DATE: 20050927
DOCKET: C43400
COURT OF APPEAL FOR ONTARIO
RE:
FRESH TASTE PRODUCE LIMITED (Plaintiff/Appellant) v. THE SOVEREIGN GENERAL INSURANCE COMPANY (Defendant/Respondent)
BEFORE:
WEILER, ROSENBERG and GILLESE JJ.A.
COUNSEL:
Howard C. Cohen
for the appellant
Hillel David
for the respondent
HEARD: RELEASED ORALLY:
September 16, 2005 September 16, 2005
On appeal from the order of Justice Spence of the Superior Court of Justice dated April 8, 2005.
E N D O R S E M E N T
Nature of Appeal:
[1] This is an appeal from a motion for summary judgment in which the plaintiff’s claim for damages for breach of an all risk insurance contract was dismissed and costs of $4,000 were awarded against him. The issues are whether the motions judge should have granted an adjournment to permit the appellant to introduce evidence as to the reasonable expectations of the parties and whether his interpretation of the exclusion clauses of the contract were correct.
Facts:
[2] The appellant is an importer and wholesale distributor of fresh fruit, and is insured by the respondent Sovereign General Insurance Company under a policy that covers all risks other than those specifically excluded. On August 14, 2003 there was a widespread blackout in Ontario that resulted in a 20-hour power failure. Due to the power failure the appellant’s refrigerator equipment stopped working, allowing the temperature to rise substantially where the produce was being stored. As a result the majority of the produce deteriorated, became damaged, and was dumped.
[3] The respondent relied on two exculpatory provisions in the insurance policy to deny the appellant’s claim:
The Mechanical or Electrical Breakdown or Derangement exclusion stated:
“5.B. PERILS EXCLUDED:
This form does not insure against loss or damage caused directly or indirectly:
(d) by…mechanical or electrical breakdown or derangement in or on the “premises”, unless fire ensues and then only for the loss or damage caused directly by such ensuing fire;”
The Changes of Temperature Exclusion:
“5.B. PERILS EXCLUDED:
This Form does not insure against loss or damage caused directly or indirectly:
(e) by…changes of temperature…but this exclusion does not apply to loss or damage caused directly by ‘Named Perils,’ rupture of pipes or breakage of apparatus not excluded under paragraph (m) of Clause 5.A. hereof…”
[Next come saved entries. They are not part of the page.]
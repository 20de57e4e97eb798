//! Billing handlers - webhook processing, reads, and account actions.

mod admin_ops;
mod cancel_membership;
mod credit_wallet;
mod get_membership;
mod get_wallet;
mod process_webhook;

pub use admin_ops::{
    ForceCreditCommand, ForceCreditHandler, ForceMembershipLevelCommand,
    ForceMembershipLevelHandler, SweepExpiredHandler,
};
pub use cancel_membership::{
    CancelMembershipCommand, CancelMembershipHandler, ResumeMembershipCommand,
    ResumeMembershipHandler,
};
pub use credit_wallet::{CreditWalletCommand, CreditWalletHandler};
pub use get_membership::{GetMembershipHandler, GetMembershipQuery, MembershipView};
pub use get_wallet::{GetWalletHandler, GetWalletQuery, WalletView};
pub use process_webhook::{ProcessWebhookCommand, ProcessWebhookHandler, ProcessWebhookResult};
#[async_trait]
impl BillingStore for PostgresBillingStore {
    async fn find_event(&self, event_id: &EventId) -> Result<Option<BillingEvent>, DomainError> {
        let row: Option<BillingEventRow> = sqlx::query_as(
            r#"
            SELECT event_id, event_type, account_id, payload, received_at, processed_at, outcome
            FROM billing_events
            WHERE event_id = $1
            "#,
        )
        .bind(event_id.as_str())
        .fetch_optional(&self.pool)
        .await
        .map_err(db_error("Failed to find event"))?;

        row.map(BillingEvent::try_from).transpose()
    }

    async fn load_snapshot(&self, account_id: &AccountId) -> Result<AccountSnapshot, DomainError> {
        let membership_row: Option<MembershipRow> = sqlx::query_as(
            r#"
            SELECT account_id, level, expires_at, cancel_at_period_end,
                   cancel_requested_at, version, updated_at
            FROM memberships
            WHERE account_id = $1
            "#,
        )
        .bind(account_id.as_str())
        .fetch_optional(&self.pool)
        .await
        .map_err(db_error("Failed to load membership"))?;

        let wallet_row: Option<WalletRow> = sqlx::query_as(
            r#"
            SELECT account_id, balance_cents, transaction_count, version, updated_at
            FROM wallets
            WHERE account_id = $1
            "#,
        )
        .bind(account_id.as_str())
        .fetch_optional(&self.pool)
        .await
        .map_err(db_error("Failed to load wallet"))?;

        Ok(AccountSnapshot {
            membership: membership_row
                .map(Membership::try_from)
                .transpose()?
                .unwrap_or_else(|| Membership::free(account_id.clone())),
            wallet: wallet_row
                .map(WalletBalance::try_from)
                .transpose()?
                .unwrap_or_else(|| WalletBalance::zero(account_id.clone())),
        })
    }

    async fn commit(
        &self,
        event: &BillingEvent,
        writes: CommitWrites,
    ) -> Result<CommitResult, DomainError> {
        let mut tx = self
            .pool
            .begin()
            .await
            .map_err(db_error("Failed to begin transaction"))?;

        if !claim_event(&mut tx, event).await? {
            // Dropping the transaction rolls it back.
            return Ok(CommitResult::DuplicateEvent);
        }

        if let Some(membership) = &writes.membership {
            if !upsert_membership(&mut tx, membership).await? {
                return Err(DomainError::conflict(format!(
                    "membership for {} changed since snapshot version {}",
                    membership.account_id, membership.version
                )));
            }
        }

        if let Some(wallet) = &writes.wallet {
            if !upsert_wallet(&mut tx, wallet).await? {
                return Err(DomainError::conflict(format!(
                    "wallet for {} changed since snapshot version {}",
                    wallet.account_id, wallet.version
                )));
            }
        }

        if let Some(entry) = &writes.wallet_transaction {
            sqlx::query(
                r#"
                INSERT INTO wallet_transactions (
                    id, account_id, source_event_id, amount_cents, reason, created_at
                ) VALUES ($1, $2, $3, $4, $5, $6)
                "#,
            )
            .bind(entry.id.as_uuid())
            .bind(entry.account_id.as_str())
            .bind(entry.source_event_id.as_str())
            .bind(entry.amount_cents)
            .bind(entry.reason.as_str())
            .bind(entry.created_at.as_datetime())
            .execute(&mut *tx)
            .await
            .map_err(db_error("Failed to insert wallet transaction"))?;
        }

        if let Some(shortfall) = &writes.shortfall {
            sqlx::query(
                r#"
                INSERT INTO refund_shortfalls (
                    account_id, source_event_id, requested_cents, debited_cents, created_at
                ) VALUES ($1, $2, $3, $4, $5)
                "#,
            )
            .bind(shortfall.account_id.as_str())
            .bind(shortfall.source_event_id.as_str())
            .bind(shortfall.requested_cents)
            .bind(shortfall.debited_cents)
            .bind(shortfall.created_at.as_datetime())
            .execute(&mut *tx)
            .await
            .map_err(db_error("Failed to insert refund shortfall"))?;
        }

        tx.commit()
            .await
            .map_err(db_error("Failed to commit transaction"))?;
        Ok(CommitResult::Applied)
    }

    async fn update_membership(&self, membership: &Membership) -> Result<(), DomainError> {
        let mut tx = self
            .pool
            .begin()
            .await
            .map_err(db_error("Failed to begin transaction"))?;

        if !upsert_membership(&mut tx, membership).await? {
            return Err(DomainError::conflict(format!(
                "membership for {} changed since snapshot version {}",
                membership.account_id, membership.version
            )));
        }

        tx.commit()
            .await
            .map_err(db_error("Failed to commit transaction"))?;
        Ok(())
    }

    async fn expired_memberships(
        &self,
        now: Timestamp,
        limit: i64,
    ) -> Result<Vec<Membership>, DomainError> {
        let rows: Vec<MembershipRow> = sqlx::query_as(
            r#"
            SELECT account_id, level, expires_at, cancel_at_period_end,
                   cancel_requested_at, version, updated_at
            FROM memberships
            WHERE level <> 'free'
              AND expires_at IS NOT NULL
              AND expires_at <= $1
            ORDER BY expires_at ASC
            LIMIT $2
            "#,
        )
        .bind(now.as_datetime())
        .bind(limit)
        .fetch_all(&self.pool)
        .await
        .map_err(db_error("Failed to find expired memberships"))?;

        rows.into_iter().map(Membership::try_from).collect()
    }

    async fn commit_downgrade(
        &self,
        membership: &Membership,
    ) -> Result<DowngradeResult, DomainError> {
        let result = sqlx::query(
            r#"
            UPDATE memberships SET
                level = $3,
                expires_at = $4,
                cancel_at_period_end = $5,
                cancel_requested_at = $6,
                version = version + 1,
                updated_at = $7
            WHERE account_id = $1 AND version = $2
            "#,
        )
        .bind(membership.account_id.as_str())
        .bind(membership.version)
        .bind(level_to_string(membership.level))
        .bind(membership.expires_at.map(|t| *t.as_datetime()))
        .bind(membership.cancel_at_period_end)
        .bind(membership.cancel_requested_at.map(|t| *t.as_datetime()))
        .bind(membership.updated_at.as_datetime())
        .execute(&self.pool)
        .await
        .map_err(db_error("Failed to apply sweep downgrade"))?;

        if result.rows_affected() > 0 {
            Ok(DowngradeResult::Downgraded)
        } else {
            Ok(DowngradeResult::Skipped)
        }
    }

    async fn wallet_transactions(
        &self,
        account_id: &AccountId,
        limit: i64,
    ) -> Result<Vec<WalletTransaction>, DomainError> {
        let rows: Vec<WalletTransactionRow> = sqlx::query_as(
            r#"
            SELECT id, account_id, source_event_id, amount_cents, reason, created_at
            FROM wallet_transactions
            WHERE account_id = $1
            ORDER BY created_at DESC
            LIMIT $2
            "#,
        )
        .bind(account_id.as_str())
        .bind(limit)
        .fetch_all(&self.pool)
        .await
        .map_err(db_error("Failed to load wallet transactions"))?;

        rows.into_iter().map(WalletTransaction::try_from).collect()
    }

    async fn refund_shortfalls(&self, limit: i64) -> Result<Vec<RefundShortfall>, DomainError> {
        let rows: Vec<RefundShortfallRow> = sqlx::query_as(
            r#"
            SELECT account_id, source_event_id, requested_cents, debited_cents, created_at
            FROM refund_shortfalls
            ORDER BY created_at DESC
            LIMIT $1
            "#,
        )
        .bind(limit)
        .fetch_all(&self.pool)
        .await
        .map_err(db_error("Failed to load refund shortfalls"))?;

        rows.into_iter().map(RefundShortfall::try_from).collect()
    }
}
[4] Named Perils is a defined term under the policy and is defined to mean damage from fire, smoke, leaking from fire protective equipment, lightning, some explosions, riots, vandalism or malicious acts, windstorm or hail, or the impact by aircraft, spacecraft or a land vehicle. Thus, damage arising from any of these events is not excluded.
[5] At the motion for summary judgment and towards the end of his submissions before the motions judge, the appellant sought an adjournment in order to file affidavit material concerning the reasonable expectations of the insured respecting the policy. The motions judge refused to grant the adjournment. He held that the application was late and, on the materials available, there was no reason to expect that the proposed affidavit evidence would materially alter the situation. He also concluded that there was no ambiguity apparent in the wording of the two exclusion clauses. He granted summary judgment in favour of the insurer and costs of $4000.
Issues:
- Did the motion judge err in refusing to allow the appellant an opportunity to adduce evidence as to the reasonable expectations of the parties under the contract?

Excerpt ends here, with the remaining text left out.